Ivo Eames de Sound on Sound s’est effondré sur How Does Virtual Surround Work en 2004. Il n’a pas mâché ses mots. Il a expliqué les banques de filtres. Le masquage psychoacoustique. C’est complexe.
John Falcone de Cnet a posé la question au consommateur : Le Virtual Surround en vaut-il la peine ?. La réponse n’est jamais un simple oui. Cela dépend du matériel source.
Les fonctions de transfert liées à la tête (HRTF) sont la clé. L’Université de Miami maintient une bonne introduction. Cela explique pourquoi certaines personnes entendent le son surround et d’autres simplement « étouffé ». Vos oreilles sont uniques. La forme de votre tête compte.
L’Institute of Sound and Vibration Research de Southampton possède des archives qui remontent à plusieurs décennies. Si vous voulez comprendre pourquoi un film semble « grand », regardez ici.
Christian Koebel de GotFrag Hardware a couvert Virtual Surround Sound en 2006. Il a examiné les implémentations matérielles. Les moins chers. Les plus chers. La différence réside dans la puissance de traitement.

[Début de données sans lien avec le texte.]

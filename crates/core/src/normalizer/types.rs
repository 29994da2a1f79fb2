//! Types for the normalizer module.

use serde::{Deserialize, Serialize};
use std::path::{Path, PathBuf};

use super::error::NormalizeError;
use crate::track::OutputFormat;

/// Loudness and resampling target.
#[derive(Debug, Clone, Copy, PartialEq, Serialize, Deserialize)]
pub struct LoudnessTarget {
    /// Integrated loudness in LUFS.
    #[serde(default = "default_integrated")]
    pub integrated_lufs: f64,
    /// True-peak ceiling in dBTP.
    #[serde(default = "default_true_peak")]
    pub true_peak_db: f64,
    /// Loudness range in LU.
    #[serde(default = "default_range")]
    pub loudness_range_lu: f64,
    /// Output sample rate.
    #[serde(default = "default_sample_rate")]
    pub sample_rate_hz: u32,
    /// Output channel count.
    #[serde(default = "default_channels")]
    pub channels: u32,
}

fn default_integrated() -> f64 {
    -14.0
}

fn default_true_peak() -> f64 {
    -1.5
}

fn default_range() -> f64 {
    11.0
}

fn default_sample_rate() -> u32 {
    44100
}

fn default_channels() -> u32 {
    2
}

impl Default for LoudnessTarget {
    fn default() -> Self {
        Self {
            integrated_lufs: default_integrated(),
            true_peak_db: default_true_peak(),
            loudness_range_lu: default_range(),
            sample_rate_hz: default_sample_rate(),
            channels: default_channels(),
        }
    }
}

impl LoudnessTarget {
    /// Checks the values against the ranges ffmpeg's loudnorm filter accepts.
    pub fn validate(&self) -> Result<(), NormalizeError> {
        if !(-70.0..=-5.0).contains(&self.integrated_lufs) {
            return Err(NormalizeError::invalid_target(format!(
                "integrated loudness {} LUFS not in [-70, -5]",
                self.integrated_lufs
            )));
        }
        if !(-9.0..=0.0).contains(&self.true_peak_db) {
            return Err(NormalizeError::invalid_target(format!(
                "true peak {} dBTP not in [-9, 0]",
                self.true_peak_db
            )));
        }
        if !(1.0..=50.0).contains(&self.loudness_range_lu) {
            return Err(NormalizeError::invalid_target(format!(
                "loudness range {} LU not in [1, 50]",
                self.loudness_range_lu
            )));
        }
        if self.sample_rate_hz == 0 || self.channels == 0 {
            return Err(NormalizeError::invalid_target(
                "sample rate and channels must be non-zero",
            ));
        }
        Ok(())
    }

    /// The `loudnorm` filter expression.
    pub fn filter(&self) -> String {
        format!(
            "loudnorm=I={}:TP={}:LRA={}",
            self.integrated_lufs, self.true_peak_db, self.loudness_range_lu
        )
    }
}

/// A single normalization request.
#[derive(Debug, Clone)]
pub struct NormalizeJob {
    /// Raw artifact produced by the fetcher.
    pub input_path: PathBuf,
    /// Final path; overwritten if it exists.
    pub output_path: PathBuf,
    /// Output container and codec.
    pub format: OutputFormat,
    /// Loudness target.
    pub target: LoudnessTarget,
}

/// Path the backend writes to before the output is renamed into place.
pub fn partial_path(output: &Path) -> PathBuf {
    let mut name = output.as_os_str().to_os_string();
    name.push(".part");
    PathBuf::from(name)
}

Jack M. Loomis a défini la psychoacoustique pour AccessScience. C’est l’étude de la perception. Pas seulement l’oreille. Le cerveau.
La page de Michigan State sur la Localisation des sources sonores se lit rapidement. Il est clair. C’est exact.
SRS Labs a poussé la technologie TruSound XT. Ils prétendaient transformer la stéréo en surround. C’était controversé. Cela a fonctionné, mais cela a coloré le son.
Eric Taub dans le New York Times a écrit The Sweet Deception of Virtual Sound. Il a appelé ça un truc. Il avait raison. Mais c’est une astuce utile.
Vann’s a proposé un guide sur Obtenir un son surround 5.1 à partir de deux haut-parleurs. C’est une question de placement.